Generative Music - Ambient Poem Rhythm Game Proposal

Since the last blogging, we had a workshop for MusicVAE, using Jupyter notebook. It is really lovely that the last workshop really fits to my final project concept, so I can save sometime to research and trial and errors.

One thing I figured out was, not only training and generating new pieces, (Even just testing pre-trained models took hours to just generate few sentences!!) I needed to simplified my concept.

I changed to use poem from prose. This makes sense for the concept of listening narration rhythmically. Poems have rhythm and musical elements by nature.
I scraped Poetry Foundation for poems, and they actually do have Listen section as a way to appreciate poetry.

I was thinking about a very ambitious plan such as real-time generating narrative-music, but I guess I need to be satisfied with a small start.

The poem I am gonna use is A Gift for You BY EILEEN MYLES.

  • generate the narration.
    Wavenet Vocoder (Colab link/VocoderGithub/TacotrionGithub)

    Tacotron2 predicts Mel-spectrogram of a text, and WaveNet synthesis a voice based on that.

  • Nsynth interpolation.

    Since I wanted to give a sense of musical piece, I chose NSynth for the interpolation between generated voice and ambient music.

Screen Shot 2018-12-13 at 6.49.02 PM.png
Screen Shot 2018-12-13 at 6.48.26 PM.png

I tried just like the poem lines, but the sound so stiff and strong, so I made lines again based on the waveform of original narration.

It took so much time to generate each line, I tried Nsynth simultaneously.

NSynth 1 [Human Voice || Tibet Singing-bowl || Ibo Drum]

NSynth 2 [Generated Voice || Ocarina sound || Flute Sound]

At the first iteration, I thought low pitch instrumental sounds are really good to hear, but the interpolation result with human voice was a bit monstrous and unpleasant. I changed to high pitch instruments for the second iteration.

Instrument sounds samples below

After these trial, it looks like Nsynth might not be the model I was looking for. What I was looking for was something like Style Transfer for Music.

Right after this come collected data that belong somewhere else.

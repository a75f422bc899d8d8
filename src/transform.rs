//! Axis-aligned 90-degree rotation and integer translation.
//!
//! The texture-offset update table is empirical (see `original_source` in
//! the wider design notes): it reproduces the editor's on-disk encoding for
//! axis-aligned faces only and is treated as opaque, exactly as described in
//! the design notes. It is transcribed verbatim rather than generalized.

use glam::DVec3;
use map::{Brush, Entity, Face, Map};

use crate::error::GenError;

fn normalize_angle(deg: f64) -> f64 {
    deg.rem_euclid(360.0)
}

fn sign(x: f64) -> f64 {
    if x == 0.0 {
        0.0
    } else {
        x.signum()
    }
}

/// Rotates `(x, y, z)` by a multiple of 90 degrees about the Z axis.
pub fn rotate_point(p: DVec3, deg: f64) -> Result<DVec3, GenError> {
    if deg % 90.0 != 0.0 {
        return Err(GenError::BadRotation(deg));
    }

    let deg = normalize_angle(deg);
    let rotated = if deg == 0.0 {
        p
    } else if deg == 90.0 {
        DVec3::new(p.y, -p.x, p.z)
    } else if deg == 180.0 {
        DVec3::new(-p.x, -p.y, p.z)
    } else {
        DVec3::new(-p.y, p.x, p.z)
    };

    Ok(rotated)
}

/// New yaw for an entity facing after rotating the whole map by `deg`.
pub fn rotate_yaw(yaw: f64, deg: f64) -> f64 {
    (yaw - deg).rem_euclid(360.0)
}

fn rotate_face(face: &mut Face, deg: f64) -> Result<(), GenError> {
    for p in face.points_mut() {
        *p = rotate_point(*p, deg)?;
    }

    let deg = normalize_angle(deg);

    // U/V axis vectors swap their x/y components under a 90 or 270 rotation.
    if deg % 180.0 == 90.0 {
        let (ux, uy) = (face.u.x, face.u.y);
        face.u.x = uy;
        face.u.y = ux;
        let (vx, vy) = (face.v.x, face.v.y);
        face.v.x = vy;
        face.v.y = vx;
    }

    // Empirically, only scale-u ever flips, never scale-v.
    if deg == 180.0 || deg == 90.0 {
        if face.u.x == 0.0 && face.v.x == 0.0 {
            face.u_scale *= -1.0;
        }
    }
    if deg == 180.0 || deg == 270.0 {
        if face.u.y == 0.0 && face.v.y == 0.0 {
            face.u_scale *= -1.0;
        }
    }

    Ok(())
}

fn rotate_brush(brush: &mut Brush, deg: f64) -> Result<(), GenError> {
    for face in &mut brush.faces {
        rotate_face(face, deg)?;
    }
    Ok(())
}

fn rotate_entity(entity: &mut Entity, deg: f64) -> Result<(), GenError> {
    for brush in &mut entity.brushes {
        rotate_brush(brush, deg)?;
    }

    if let Some(origin) = entity.origin() {
        entity.set_origin(rotate_point(origin, deg)?);
    }

    if let Some((_, yaw, _)) = entity.angles() {
        entity.set_yaw(rotate_yaw(yaw, deg));
    }

    Ok(())
}

/// Rotates every brush and entity of `map` in place by a multiple of 90
/// degrees. Fails with [`GenError::BadRotation`] for any other angle.
pub fn rotate_map(map: &mut Map, deg: f64) -> Result<(), GenError> {
    if deg % 90.0 != 0.0 {
        return Err(GenError::BadRotation(deg));
    }
    if normalize_angle(deg) == 0.0 {
        return Ok(());
    }

    rotate_entity(&mut map.worldspawn, deg)?;
    for entity in &mut map.entities {
        rotate_entity(entity, deg)?;
    }

    Ok(())
}

fn translate_face(face: &mut Face, delta: DVec3) {
    for p in face.points_mut() {
        *p += delta;
    }

    let sign_u = sign(face.u_scale);
    let sign_v = sign(face.v_scale);
    let u = face.u.truncate();
    let v = face.v.truncate();

    // X texture move.
    if u == DVec3::new(-1., 0., 0.) && v == DVec3::new(0., -1., 0.) {
        face.set_offset_u(face.offset_u() + delta.x * sign_u);
    }
    if u == DVec3::new(1., 0., 0.) && v == DVec3::new(0., -1., 0.) {
        face.set_offset_u(face.offset_u() - delta.x * sign_u);
    }
    if u == DVec3::new(-1., 0., 0.) && v == DVec3::new(0., 0., -1.) {
        face.set_offset_u(face.offset_u() + delta.x * sign_u);
    }
    if u == DVec3::new(1., 0., 0.) && v == DVec3::new(0., 0., -1.) {
        face.set_offset_u(face.offset_u() - delta.x * sign_u);
    }

    // Y texture move.
    if u == DVec3::new(0., 1., 0.) {
        face.set_offset_u(face.offset_u() - delta.y * sign_u);
    }
    if u == DVec3::new(0., -1., 0.) {
        face.set_offset_u(face.offset_u() + delta.y * sign_u);
    }
    if u == DVec3::new(1., 0., 0.) && v == DVec3::new(0., -1., 0.) {
        face.set_offset_v(face.offset_v() + delta.y * sign_v);
    }
    if u == DVec3::new(-1., 0., 0.) && v == DVec3::new(0., -1., 0.) {
        face.set_offset_v(face.offset_v() + delta.y * sign_v);
    }

    // Z texture move.
    if u == DVec3::new(0., 0., -1.) && v == DVec3::new(0., 1., 0.) {
        face.set_offset_u(face.offset_u() + delta.z * sign_u);
    }
    if u == DVec3::new(0., 0., 1.) && v == DVec3::new(0., 1., 0.) {
        face.set_offset_u(face.offset_u() - delta.z * sign_u);
    }
    // The following two are carried over from the source tileset tooling
    // with a "possibly not needed" annotation (see design notes); kept for
    // fidelity with the fixtures that were authored against it.
    if u == DVec3::new(1., 0., 0.) && v == DVec3::new(0., 0., -1.) {
        face.set_offset_v(face.offset_v() + delta.z * sign_v);
    }
    if u == DVec3::new(-1., 0., 0.) && v == DVec3::new(0., 0., -1.) {
        face.set_offset_v(face.offset_v() + delta.z * sign_v);
    }
    if u == DVec3::new(0., 1., 0.) && v == DVec3::new(0., 0., -1.) {
        face.set_offset_v(face.offset_v() + delta.z * sign_v);
    }
    if u == DVec3::new(0., -1., 0.) && v == DVec3::new(0., 0., -1.) {
        face.set_offset_v(face.offset_v() + delta.z * sign_v);
    }
}

fn translate_brush(brush: &mut Brush, delta: DVec3) {
    for face in &mut brush.faces {
        translate_face(face, delta);
    }
}

fn translate_entity(entity: &mut Entity, delta: DVec3) {
    for brush in &mut entity.brushes {
        translate_brush(brush, delta);
    }

    if let Some(origin) = entity.origin() {
        entity.set_origin(origin + delta);
    }
}

/// Translates every brush and entity of `map` in place by `delta`.
pub fn translate_map(map: &mut Map, delta: DVec3) {
    translate_entity(&mut map.worldspawn, delta);
    for entity in &mut map.entities {
        translate_entity(entity, delta);
    }
}

#[cfg(test)]
mod test {
    use super::*;
    use map::{Attributes, CLASSNAME};

    fn axis_face() -> Face {
        Face {
            p1: DVec3::new(-16., -16., 16.),
            p2: DVec3::new(16., -16., 16.),
            p3: DVec3::new(16., 16., 16.),
            texture: "NULL".to_string(),
            u: glam::DVec4::new(1., 0., 0., 10.),
            v: glam::DVec4::new(0., -1., 0., 5.),
            degree: 0.,
            u_scale: 1.,
            v_scale: 1.,
        }
    }

    #[test]
    fn bad_rotation_rejected() {
        let mut face = axis_face();
        assert!(matches!(rotate_face(&mut face, 45.0), Err(GenError::BadRotation(_))));
    }

    #[test]
    fn rotation_table() {
        let p = DVec3::new(1., 2., 3.);
        assert_eq!(rotate_point(p, 0.).unwrap(), DVec3::new(1., 2., 3.));
        assert_eq!(rotate_point(p, 90.).unwrap(), DVec3::new(2., -1., 3.));
        assert_eq!(rotate_point(p, 180.).unwrap(), DVec3::new(-1., -2., 3.));
        assert_eq!(rotate_point(p, 270.).unwrap(), DVec3::new(-2., 1., 3.));
    }

    #[test]
    fn rotation_closure_360() {
        let p = DVec3::new(5., -7., 11.);
        let mut q = p;
        for _ in 0..4 {
            q = rotate_point(q, 90.).unwrap();
        }
        assert_eq!(q, p);
    }

    #[test]
    fn yaw_rotation_matches_spec_formula() {
        assert_eq!(rotate_yaw(90., 90.), 0.);
        assert_eq!(rotate_yaw(0., 90.), 270.);
        assert_eq!(rotate_yaw(350., 20.), 330.);
    }

    #[test]
    fn translation_is_composable() {
        let mut a = axis_face();
        let mut b = axis_face();

        translate_face(&mut a, DVec3::new(128., -64., 32.));
        translate_face(&mut a, DVec3::new(-128., 64., -32.));

        translate_face(&mut b, DVec3::ZERO);

        assert_eq!(a.p1, b.p1);
        assert_eq!(a.offset_u(), b.offset_u());
        assert_eq!(a.offset_v(), b.offset_v());
    }

    #[test]
    fn round_trip_translation_restores_face() {
        let original = axis_face();
        let mut moved = original.clone();

        translate_face(&mut moved, DVec3::new(128., -64., 32.));
        translate_face(&mut moved, DVec3::new(-128., 64., -32.));

        assert_eq!(moved, original);
    }

    #[test]
    fn entity_yaw_and_origin_rotate_together() {
        let mut attrs = Attributes::new();
        attrs.insert(CLASSNAME.to_string(), "info_connector".to_string());
        attrs.insert("origin".to_string(), "64 0 0".to_string());
        attrs.insert("angles".to_string(), "0 90 0".to_string());
        let mut entity = Entity {
            attributes: attrs,
            brushes: vec![],
        };

        rotate_entity(&mut entity, 90.0).unwrap();

        assert_eq!(entity.origin(), Some(DVec3::new(0., -64., 0.)));
        assert_eq!(entity.angles(), Some((0., 0., 0.)));
    }
}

Using Nsynth interpolates pitch and rhythm also, but I wanted to keep the rhythm and pitch of narration while change the timbre from instruments, or a certain music genre.

While looking for code, I found Wavenet generatef from Mel-spectrogram representation, so it could be interesting generate instrumental sound from mel-spectrogram of narration file. I actually tried to do that, but I was using Jupyter Notebook so I couldn’t access output files.

For the proof of concept, I tired to put the sounds to rhythm game Unity assets. Still I need to manually assign lines to the sound, but it was so interesting that text and sound was kinda synced if I consider them as four-quarter measure music. Since the asset counts the beats, no matter how long or short the line was, each line passed after 4 beats and it looked okay. This can be a new way fo an approach for the next step.